→ **Work required**
Output only the lines below from the one containing "repository a1c2c734b67b1bb2" to the one containing "fn echo_syntax() ->", exactly as written, both ends kept.

→ **Records for the task**
*** Begin section ***

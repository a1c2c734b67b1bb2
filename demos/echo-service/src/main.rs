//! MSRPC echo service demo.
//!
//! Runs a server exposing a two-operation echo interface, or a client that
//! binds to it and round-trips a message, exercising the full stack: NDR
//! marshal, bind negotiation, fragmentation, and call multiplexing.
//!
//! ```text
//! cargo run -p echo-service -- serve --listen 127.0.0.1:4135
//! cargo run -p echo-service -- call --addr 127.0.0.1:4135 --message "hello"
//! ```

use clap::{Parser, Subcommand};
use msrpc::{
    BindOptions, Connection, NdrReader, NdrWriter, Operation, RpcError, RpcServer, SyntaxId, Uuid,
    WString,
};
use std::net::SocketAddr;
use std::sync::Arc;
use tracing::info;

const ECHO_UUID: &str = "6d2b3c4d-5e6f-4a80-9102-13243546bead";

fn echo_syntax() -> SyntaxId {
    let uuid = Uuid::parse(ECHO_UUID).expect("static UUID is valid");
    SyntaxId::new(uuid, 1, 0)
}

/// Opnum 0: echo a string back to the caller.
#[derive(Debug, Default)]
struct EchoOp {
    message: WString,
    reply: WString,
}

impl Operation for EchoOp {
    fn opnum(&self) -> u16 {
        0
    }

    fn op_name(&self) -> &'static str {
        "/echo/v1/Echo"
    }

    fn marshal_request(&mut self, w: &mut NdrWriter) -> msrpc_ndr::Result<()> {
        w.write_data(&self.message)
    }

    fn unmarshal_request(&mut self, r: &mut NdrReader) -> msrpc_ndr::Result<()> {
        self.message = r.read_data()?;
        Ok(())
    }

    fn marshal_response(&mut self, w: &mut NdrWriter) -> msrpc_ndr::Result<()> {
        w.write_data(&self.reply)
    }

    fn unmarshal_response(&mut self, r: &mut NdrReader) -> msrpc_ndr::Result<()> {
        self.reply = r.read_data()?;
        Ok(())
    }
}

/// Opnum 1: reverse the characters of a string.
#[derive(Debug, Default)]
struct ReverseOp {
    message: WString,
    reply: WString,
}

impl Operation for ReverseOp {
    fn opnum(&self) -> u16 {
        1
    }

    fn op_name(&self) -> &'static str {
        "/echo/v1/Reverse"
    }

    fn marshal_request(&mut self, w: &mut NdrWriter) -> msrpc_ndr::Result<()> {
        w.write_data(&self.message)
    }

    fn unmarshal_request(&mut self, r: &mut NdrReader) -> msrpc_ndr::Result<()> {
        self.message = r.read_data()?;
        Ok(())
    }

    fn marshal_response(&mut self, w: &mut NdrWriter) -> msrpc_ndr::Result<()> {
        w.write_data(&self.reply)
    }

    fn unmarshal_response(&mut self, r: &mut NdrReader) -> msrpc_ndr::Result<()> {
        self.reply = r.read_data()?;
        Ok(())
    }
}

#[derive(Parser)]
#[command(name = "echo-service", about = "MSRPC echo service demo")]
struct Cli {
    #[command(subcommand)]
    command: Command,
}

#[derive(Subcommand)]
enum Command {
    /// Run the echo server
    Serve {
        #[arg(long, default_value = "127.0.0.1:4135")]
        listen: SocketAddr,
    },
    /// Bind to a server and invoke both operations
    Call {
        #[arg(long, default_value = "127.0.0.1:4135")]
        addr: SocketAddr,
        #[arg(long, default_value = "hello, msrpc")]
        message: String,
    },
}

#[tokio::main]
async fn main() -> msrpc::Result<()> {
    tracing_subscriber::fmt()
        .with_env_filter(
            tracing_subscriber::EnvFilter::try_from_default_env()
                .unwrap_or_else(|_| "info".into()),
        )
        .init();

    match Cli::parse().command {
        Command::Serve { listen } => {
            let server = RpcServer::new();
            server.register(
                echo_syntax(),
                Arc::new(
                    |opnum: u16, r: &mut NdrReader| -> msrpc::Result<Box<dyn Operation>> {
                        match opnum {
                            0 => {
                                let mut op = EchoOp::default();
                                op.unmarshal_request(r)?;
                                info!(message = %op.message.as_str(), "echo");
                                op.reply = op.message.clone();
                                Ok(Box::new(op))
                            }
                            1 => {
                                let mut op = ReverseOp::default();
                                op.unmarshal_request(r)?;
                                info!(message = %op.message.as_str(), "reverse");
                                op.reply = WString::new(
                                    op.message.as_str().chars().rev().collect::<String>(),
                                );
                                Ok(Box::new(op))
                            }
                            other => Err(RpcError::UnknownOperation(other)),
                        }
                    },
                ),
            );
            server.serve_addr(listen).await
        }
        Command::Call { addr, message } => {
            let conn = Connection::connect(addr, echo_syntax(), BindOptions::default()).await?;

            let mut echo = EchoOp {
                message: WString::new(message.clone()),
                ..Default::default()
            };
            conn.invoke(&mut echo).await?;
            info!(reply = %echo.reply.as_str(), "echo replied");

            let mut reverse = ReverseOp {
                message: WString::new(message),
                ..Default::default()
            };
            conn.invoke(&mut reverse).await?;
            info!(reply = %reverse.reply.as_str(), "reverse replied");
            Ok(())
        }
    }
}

*** End section ***
*** Begin section ***

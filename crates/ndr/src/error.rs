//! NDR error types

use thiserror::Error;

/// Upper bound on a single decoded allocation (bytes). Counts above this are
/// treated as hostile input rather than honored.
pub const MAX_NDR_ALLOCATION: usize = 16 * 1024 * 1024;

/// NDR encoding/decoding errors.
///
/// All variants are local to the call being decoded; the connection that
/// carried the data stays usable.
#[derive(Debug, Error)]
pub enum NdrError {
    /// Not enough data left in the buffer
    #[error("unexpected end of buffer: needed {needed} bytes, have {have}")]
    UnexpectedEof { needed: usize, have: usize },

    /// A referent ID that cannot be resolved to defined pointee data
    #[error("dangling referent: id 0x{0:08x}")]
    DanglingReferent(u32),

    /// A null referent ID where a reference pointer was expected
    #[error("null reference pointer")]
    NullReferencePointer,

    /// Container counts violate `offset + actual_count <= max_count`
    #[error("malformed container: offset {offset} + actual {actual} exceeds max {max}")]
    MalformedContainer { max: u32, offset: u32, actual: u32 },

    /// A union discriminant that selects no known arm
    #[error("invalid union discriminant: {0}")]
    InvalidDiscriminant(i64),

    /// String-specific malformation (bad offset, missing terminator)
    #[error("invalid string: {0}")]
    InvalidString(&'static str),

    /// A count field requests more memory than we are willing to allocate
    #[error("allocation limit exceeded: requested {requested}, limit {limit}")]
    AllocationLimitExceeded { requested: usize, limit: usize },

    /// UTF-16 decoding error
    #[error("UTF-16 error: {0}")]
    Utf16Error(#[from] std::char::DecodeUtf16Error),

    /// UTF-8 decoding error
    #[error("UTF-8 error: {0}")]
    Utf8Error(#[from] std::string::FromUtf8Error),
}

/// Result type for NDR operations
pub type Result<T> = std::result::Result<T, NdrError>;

*** End section ***

→ **Solution to the exercise**
repository a1c2c734b67b1bb2
filename demos/echo-service/src/main.rs
//! MSRPC echo service demo.
//!
//! Runs a server exposing a two-operation echo interface, or a client that
//! binds to it and round-trips a message, exercising the full stack: NDR
//! marshal, bind negotiation, fragmentation, and call multiplexing.
//!
//! ```text
//! cargo run -p echo-service -- serve --listen 127.0.0.1:4135
//! cargo run -p echo-service -- call --addr 127.0.0.1:4135 --message "hello"
//! ```

use clap::{Parser, Subcommand};
use msrpc::{
    BindOptions, Connection, NdrReader, NdrWriter, Operation, RpcError, RpcServer, SyntaxId, Uuid,
    WString,
};
use std::net::SocketAddr;
use std::sync::Arc;
use tracing::info;

const ECHO_UUID: &str = "6d2b3c4d-5e6f-4a80-9102-13243546bead";

fn echo_syntax() -> SyntaxId {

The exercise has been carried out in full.